Who says the widow's heart must break,
The childless mother sink? -
A kinder truer voice I hear,
Which e'en beside that mournful bier
Whence parents' eyes would hopeless shrink,

Bids weep no more--O heart bereft,
How strange, to thee, that sound!
A widow o'er her only son,
Feeling more bitterly alone
For friends that press officious round.

Yet is the voice of comfort heard,
For Christ hath touched the bier -
The bearers wait with wondering eye,
The swelling bosom dares not sigh,
But all is still, 'twixt hope and fear.

E'en such an awful soothing calm
We sometimes see alight
On Christian mourners, while they wait
In silence, by some churchyard gate,
Their summons to this holy rite.

And such the tones of love, which break
The stillness of that hour,
Quelling th' embittered spirit's strife -
"The Resurrection and the Life
Am I: believe, and die no more."

Unchanged that voice--and though not yet
The dead sit up and speak,
Answering its call; we gladlier rest
Our darlings on earth's quiet breast,
And our hearts feel they must not break.

Far better they should sleep awhile
Within the Church's shade,
Nor wake, until new heaven, new earth,
Meet for their new immortal birth
For their abiding-place be made,

Than wander back to life, and lean
On our frail love once more.
'Tis sweet, as year by year we lose
Friends out of sight, in faith to muse
How grows in Paradise our store.

Then pass, ye mourners, cheerly on,
Through prayer unto the tomb,
Still, as ye watch life's falling leaf,
Gathering from every loss and grief
Hope of new spring and endless home.

Then cheerly to your work again
With hearts new-braced and set
To run, untired, love's blessed race.
As meet for those, who face to face
Over the grave their Lord have met.



CHURCHING OF WOMEN



Is there, in bowers of endless spring,
One known from all the seraph band
By softer voice, by smile and wing
More exquisitely bland!
Here let him speed: to-day this hallowed air
Is fragrant with a mother's first and fondest prayer.

Only let Heaven her fire impart,
No richer incense breathes on earth:
"A spouse with all a daughter's heart,"
Fresh from the perilous birth,
To the great Father lifts her pale glad eye,
Like a reviving flower when storms are hushed on high.
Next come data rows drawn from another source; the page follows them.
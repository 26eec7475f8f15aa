//! Shared fixtures for broker integration tests

#![allow(dead_code, clippy::expect_used, clippy::unwrap_used)]

use async_trait::async_trait;
use bytes::Bytes;
use futures::StreamExt;
use request_broker::config::BrokerConfig;
use request_broker::core::body_from_bytes;
use request_broker::core::descriptor::{Method, RequestDescriptor};
use request_broker::core::serialization::encode_descriptor;
use request_broker::core::BodyStream;
use request_broker::error::{BrokerError, Result};
use request_broker::protocol::accounts::{Account, StaticAccounts};
use request_broker::protocol::auth::{generate_salt, hash_token, MemoryCredentialStore};
use request_broker::protocol::builder::{OutboundRequest, RequestBody};
use request_broker::protocol::executor::{HttpTransport, TransportResponse};
use request_broker::RequestBroker;
use std::sync::{Arc, Mutex};

pub const ACCOUNT: &str = "alice";
pub const BASE_URI: &str = "https://cloud.example.com";
pub const CALLER: &str = "com.example.app";
pub const TOKEN: &str = "tok-alice-0123456789";

/// What the fake upstream saw
#[derive(Debug, Clone)]
pub struct RecordedRequest {
    pub method: Method,
    pub url: String,
    pub query: Vec<(String, String)>,
    pub headers: Vec<(String, String)>,
    pub body: Option<Vec<u8>>,
    pub content_type: Option<&'static str>,
    pub follow_redirects: bool,
}

impl RecordedRequest {
    pub fn header(&self, name: &str) -> Option<&str> {
        self.headers
            .iter()
            .find(|(key, _)| key.eq_ignore_ascii_case(name))
            .map(|(_, value)| value.as_str())
    }
}

type Responder = Box<dyn Fn(&RecordedRequest) -> Result<TransportResponse> + Send + Sync>;

/// In-process upstream answering every request through a closure
pub struct FakeTransport {
    respond: Responder,
    requests: Mutex<Vec<RecordedRequest>>,
}

impl FakeTransport {
    pub fn new<F>(respond: F) -> Arc<Self>
    where
        F: Fn(&RecordedRequest) -> Result<TransportResponse> + Send + Sync + 'static,
    {
        Arc::new(Self {
            respond: Box::new(respond),
            requests: Mutex::new(Vec::new()),
        })
    }

    /// Always answer with `status`, `headers_text` and `body`
    pub fn fixed(status: u16, headers_text: &'static str, body: Option<&'static [u8]>) -> Arc<Self> {
        Self::new(move |_| {
            Ok(TransportResponse {
                status,
                headers_text: headers_text.to_string(),
                body: body.map(|b| body_from_bytes(Bytes::from_static(b))),
            })
        })
    }

    pub fn calls(&self) -> usize {
        self.requests.lock().unwrap().len()
    }

    pub fn last(&self) -> RecordedRequest {
        self.requests
            .lock()
            .unwrap()
            .last()
            .cloned()
            .expect("no request reached the upstream")
    }
}

#[async_trait]
impl HttpTransport for FakeTransport {
    async fn send(&self, request: OutboundRequest, follow_redirects: bool) -> Result<TransportResponse> {
        let (body, content_type) = match request.body {
            Some(RequestBody::Stream(mut stream)) => {
                let mut buf = Vec::new();
                while let Some(chunk) = stream.next().await {
                    let chunk = chunk.map_err(|e| BrokerError::TransportError(e.to_string()))?;
                    buf.extend_from_slice(&chunk);
                }
                (Some(buf), None)
            }
            Some(RequestBody::Text {
                content,
                content_type,
            }) => (Some(content.into_bytes()), Some(content_type)),
            None => (None, None),
        };

        let recorded = RecordedRequest {
            method: request.method,
            url: request.url,
            query: request.query,
            headers: request.headers,
            body,
            content_type,
            follow_redirects,
        };
        let response = (self.respond)(&recorded);
        self.requests.lock().unwrap().push(recorded);
        response
    }
}

pub fn config_with_capacity(capacity: usize) -> BrokerConfig {
    BrokerConfig::default_with_overrides(|c| c.pipe.capacity = capacity)
}

/// Broker with one account, paired with [`CALLER`] under [`TOKEN`]
pub fn broker_with(transport: Arc<FakeTransport>, config: &BrokerConfig) -> RequestBroker {
    let accounts = StaticAccounts::new().with_account(Account::new(ACCOUNT, BASE_URI));
    let credentials =
        MemoryCredentialStore::new().with_credential(CALLER, ACCOUNT, hash_token(TOKEN, &generate_salt()));
    RequestBroker::new(config, Arc::new(accounts), Arc::new(credentials), transport)
}

pub fn broker(transport: Arc<FakeTransport>) -> RequestBroker {
    broker_with(transport, &BrokerConfig::default())
}

pub fn caller() -> Vec<String> {
    vec![CALLER.to_string()]
}

pub fn descriptor(method: &str, url: &str) -> RequestDescriptor {
    RequestDescriptor::new(ACCOUNT, method, url, TOKEN)
}

pub fn envelope(descriptor: &RequestDescriptor) -> Vec<u8> {
    encode_descriptor(descriptor).expect("encode descriptor")
}

pub fn stream_of(chunks: &[&'static [u8]]) -> BodyStream {
    let chunks: Vec<std::io::Result<Bytes>> = chunks
        .iter()
        .copied()
        .map(|c| Ok(Bytes::from_static(c)))
        .collect();
    futures::stream::iter(chunks).boxed()
}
Oh, what a treasure of sweet thought
Is here! what hope and joy and love
All in one tender bosom brought,
For the all-gracious Dove
To brood o'er silently, and form for Heaven
Each passionate wish and dream to dear affection given.

Her fluttering heart, too keenly blest,
Would sicken, but she leans on Thee,
Sees Thee by faith on Mary's breast,
And breathes serene and free.
Slight tremblings only of her veil declare
Soft answers duly whispered to each soothing prayer.

We are too weak, when Thou dost bless,
To bear the joy--help, Virgin-born!
By Thine own mother's first caress,
That waked Thy natal morn!
Help, by the unexpressive smile, that made
A Heaven on earth around this couch where Thou wast laid.



COMMINATION



The prayers are o'er: why slumberest thou so long,
Thou voice of sacred song?
Why swell'st thou not, like breeze from mountain cave,
High o'er the echoing nave,
This white-robed priest, as otherwhile, to guide,
Up to the Altar's northern side? -
A mourner's tale of shame and sad decay
Keeps back our glorious sacrifice to-day:

The widow'd Spouse of Christ: with ashes crown'd,
Her Christmas robes unbound,
She lingers in the porch for grief and fear,
Keeping her penance drear, -
Oh, is it nought to you? that idly gay,
Or coldly proud, ye turn away?
But if her warning tears in vain be spent,
Lo, to her altered eye this Law's stern fires are lent.

Each awful curse, that on Mount Ebal rang,
Peals with a direr clang
Out of that silver trump, whose tones of old
Forgiveness only told.
And who can blame the mother's fond affright,
Who sporting on some giddy height
Her infant sees, and springs with hurried hand
To snatch the rover from the dangerous strand?

But surer than all words the silent spell
(So Grecian legends tell)
When to her bird, too early 'scaped the nest,
She bares her tender breast,
Smiling he turns and spreads his little wing,
There to glide home, there safely cling.
So yearns our mother o'er each truant son,
So softly falls the lay in fear and wrath begun.

Wayward and spoiled she knows ye: the keen blast,
That braced her youth, is past:
The rod of discipline, the robe of shame -
She bears them in your name:
Only return and love. But ye perchance
Are deeper plunged in sorrow's trance:
Your God forgives, but ye no comfort take
Till ye have scourged the sins that in your conscience ache.

Oh, heavy laden soul! kneel down and hear
Thy penance in calm fear:
With thine own lips to sentence all thy sin;
Then, by the judge within
Absolved, in thankful sacrifice to part
For ever with thy sullen heart,
Nor on remorseful thoughts to brood, and stain
This glory of the Cross, forgiven and cheereth in vain.



FORMS OF PRAYER TO BE USED AT SEA



When thou passest through the waters, I will be with thee. Isaiah
xliii. 2.

The shower of moonlight falls as still and clear
Upon this desert main
As where sweet flowers some pastoral garden cheer
With fragrance after rain:
The wild winds rustle in piping shrouds,
As in the quivering trees:
Like summer fields, beneath the shadowy clouds
The yielding waters darken in the breeze.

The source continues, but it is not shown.